オピオイド薬剤に代わる、新しい鎮痛機器「医療用マイクロニードル」の開発

オピオイド薬剤に代わる、新しい鎮痛機器「医療用マイクロニードル」の開発

近年、アメリカで深刻な社会問題として対策を進める「オピオイド薬剤」。鎮痛剤の目的としてモルヒネや、オキシドコンが医療用麻薬として処方されますが、使い方を誤ると命を落としかねない危険な薬剤です。オピオイド薬剤に代わる新たな鎮痛機器として、「医療用マイクロニードル」が注目されています。テクダイヤは、独自のソリューションで、医療用マイクロニードルのコストダウンと品質向上に貢献しました。

オピオイド薬剤に代わる、新しい鎮痛機器の開発

先に述べたように近年、アメリカで深刻な社会問題として対策を進める「オピオイド薬剤」。米疾病予防管理センターが2016年に発表したデータでは、オピオイド薬剤の過剰摂取による死亡数は、年間4万2,000人以上に上るとされています。
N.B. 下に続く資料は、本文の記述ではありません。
//! Router configuration for the HTTP API.
//!
//! This module sets up all routes, middleware (CORS, compression, tracing),
//! and creates the axum router ready for serving.

use axum::{
    extract::DefaultBodyLimit,
    routing::{delete, get, patch, post, put},
    Router,
};
use tower_http::{
    compression::CompressionLayer,
    cors::{Any, CorsLayer},
    trace::TraceLayer,
};

use super::handlers;
use super::state::AppState;
use crate::api::MAX_FILE_SIZE_BYTES;

/// Create the main application router with all routes and middleware.
pub fn create_router(state: AppState) -> Router {
    // CORS configuration - permissive for development, should be restricted in production
    let cors = CorsLayer::new()
        .allow_origin(Any)
        .allow_methods(Any)
        .allow_headers(Any);

    // Build the API router with versioned endpoints
    let api_v1 = Router::new()
        // Auth and accounts
        .route("/auth/register", post(handlers::register))
        .route("/auth/me", get(handlers::me))
        .route("/auth/logout", post(handlers::logout))
        .route("/users", get(handlers::list_users))
        // Goal CRUD
        .route("/goals", get(handlers::list_goals))
        .route("/goals", post(handlers::create_goal))
        .route("/goals/{goal_id}", get(handlers::get_goal))
        .route("/goals/{goal_id}", patch(handlers::update_goal))
        .route("/goals/{goal_id}", delete(handlers::delete_goal))
        // Goal categorization and team assignment
        .route("/goals/{goal_id}/categories", get(handlers::list_goal_categories))
        .route("/goals/{goal_id}/categories", put(handlers::set_goal_categories))
        .route("/goals/{goal_id}/teams", post(handlers::assign_goal_to_teams))
        .route("/goals/{goal_id}/teams/{team_id}", delete(handlers::unassign_goal_from_team))
        // Goal attachments
        .route("/goals/{goal_id}/files", get(handlers::list_files))
        .route("/goals/{goal_id}/files", post(handlers::upload_file))
        .route("/goals/{goal_id}/files/{file_id}", get(handlers::download_file))
        .route("/goals/{goal_id}/files/{file_id}", delete(handlers::delete_file))
        // Categories
        .route("/categories", get(handlers::list_categories))
        .route("/categories", post(handlers::create_category))
        .route("/categories/{category_id}", get(handlers::get_category))
        .route("/categories/{category_id}", patch(handlers::update_category))
        .route("/categories/{category_id}", delete(handlers::delete_category))
        .route("/categories/{category_id}/goals", get(handlers::list_category_goals))
        // Teams and membership
        .route("/teams", get(handlers::list_teams))
        .route("/teams", post(handlers::create_team))
        .route("/teams/join/{code}", post(handlers::join_team_by_code))
        .route("/teams/{team_id}", get(handlers::get_team))
        .route("/teams/{team_id}", patch(handlers::update_team))
        .route("/teams/{team_id}", delete(handlers::delete_team))
        .route("/teams/{team_id}/members", get(handlers::list_members))
        .route("/teams/{team_id}/members", post(handlers::add_member))
        .route("/teams/{team_id}/members/{user_id}", patch(handlers::update_member_role))
        .route("/teams/{team_id}/members/{user_id}", delete(handlers::remove_member))
        .route("/teams/{team_id}/goals", get(handlers::list_team_goals))
        // Invitations
        .route("/teams/{team_id}/invitations", get(handlers::list_team_invitations))
        .route("/teams/{team_id}/invitations", post(handlers::create_invitation))
        .route("/invitations", get(handlers::list_my_invitations))
        .route("/invitations/code/{code}", get(handlers::get_invitation_by_code))
        .route("/invitations/{invitation_id}/accept", post(handlers::accept_invitation))
        .route("/invitations/{invitation_id}/decline", post(handlers::decline_invitation))
        // Notifications
        .route("/notifications", get(handlers::list_notifications))
        .route("/notifications/read-all", post(handlers::mark_all_notifications_read))
        .route("/notifications/{notification_id}/read", post(handlers::mark_notification_read))
        // Custom statuses
        .route("/statuses", get(handlers::list_user_statuses))
        .route("/statuses", post(handlers::create_user_status))
        .route("/statuses/combined", get(handlers::combined_statuses))
        .route("/statuses/{status_id}", patch(handlers::update_user_status))
        .route("/statuses/{status_id}", delete(handlers::delete_user_status))
        .route("/teams/{team_id}/statuses", get(handlers::list_team_statuses))
        .route("/teams/{team_id}/statuses", post(handlers::create_team_status))
        .route("/teams/{team_id}/statuses/{status_id}", patch(handlers::update_team_status))
        .route("/teams/{team_id}/statuses/{status_id}", delete(handlers::delete_team_status));

    // Combine all routes
    Router::new()
        .route("/", get(handlers::root))
        .route("/health", get(handlers::health_check))
        .route("/health/detailed", get(handlers::health_detailed))
        .nest("/v1", api_v1)
        // Room for the largest allowed attachment.
        .layer(DefaultBodyLimit::max(MAX_FILE_SIZE_BYTES + 64 * 1024))
        .layer(CompressionLayer::new())
        .layer(TraceLayer::new_for_http())
        .layer(cors)
        .with_state(state)
}

#[cfg(test)]
mod tests {
    use super::*;
    use axum::body::Body;
    use axum::http::{Request, StatusCode};
    use std::sync::Arc;
    use tower::ServiceExt;

    use crate::db::repositories::LocalRepository;

    fn test_state() -> AppState {
        let repo =
            Arc::new(LocalRepository::new()) as Arc<dyn crate::db::repository::FullRepository>;
        AppState::new(repo)
    }

    #[test]
    fn test_router_creation() {
        let _router = create_router(test_state());
        // If we got here, router was created successfully
    }

    #[tokio::test]
    async fn health_answers_without_a_token() {
        let router = create_router(test_state());
        let response = router
            .oneshot(
                Request::builder()
                    .uri("/health")
                    .body(Body::empty())
                    .unwrap(),
            )
            .await
            .unwrap();
        assert_eq!(response.status(), StatusCode::OK);
    }

    #[tokio::test]
    async fn protected_routes_reject_missing_tokens() {
        let router = create_router(test_state());
        let response = router
            .oneshot(
                Request::builder()
                    .uri("/v1/goals")
                    .body(Body::empty())
                    .unwrap(),
            )
            .await
            .unwrap();
        assert_eq!(response.status(), StatusCode::UNAUTHORIZED);
    }
}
代表的なオピオイド薬剤として、モルヒネやオキシドコンが医療用麻薬として処方され、がんの痛みや手術における強い痛みを抑えるための鎮痛剤として使用されています。しかし、神経に作用することで気分の高揚などといった薬物と同じ作用があり、使用法を誤ると身体的にも、精神的にも依存する危険性があります。更には、依存による過剰摂取による過呼吸や心不全での死亡者が後を絶ちません。そこで、オピオイド薬剤に代わる新たな鎮痛機器として、「医療用マイクロニードル」が注目されています。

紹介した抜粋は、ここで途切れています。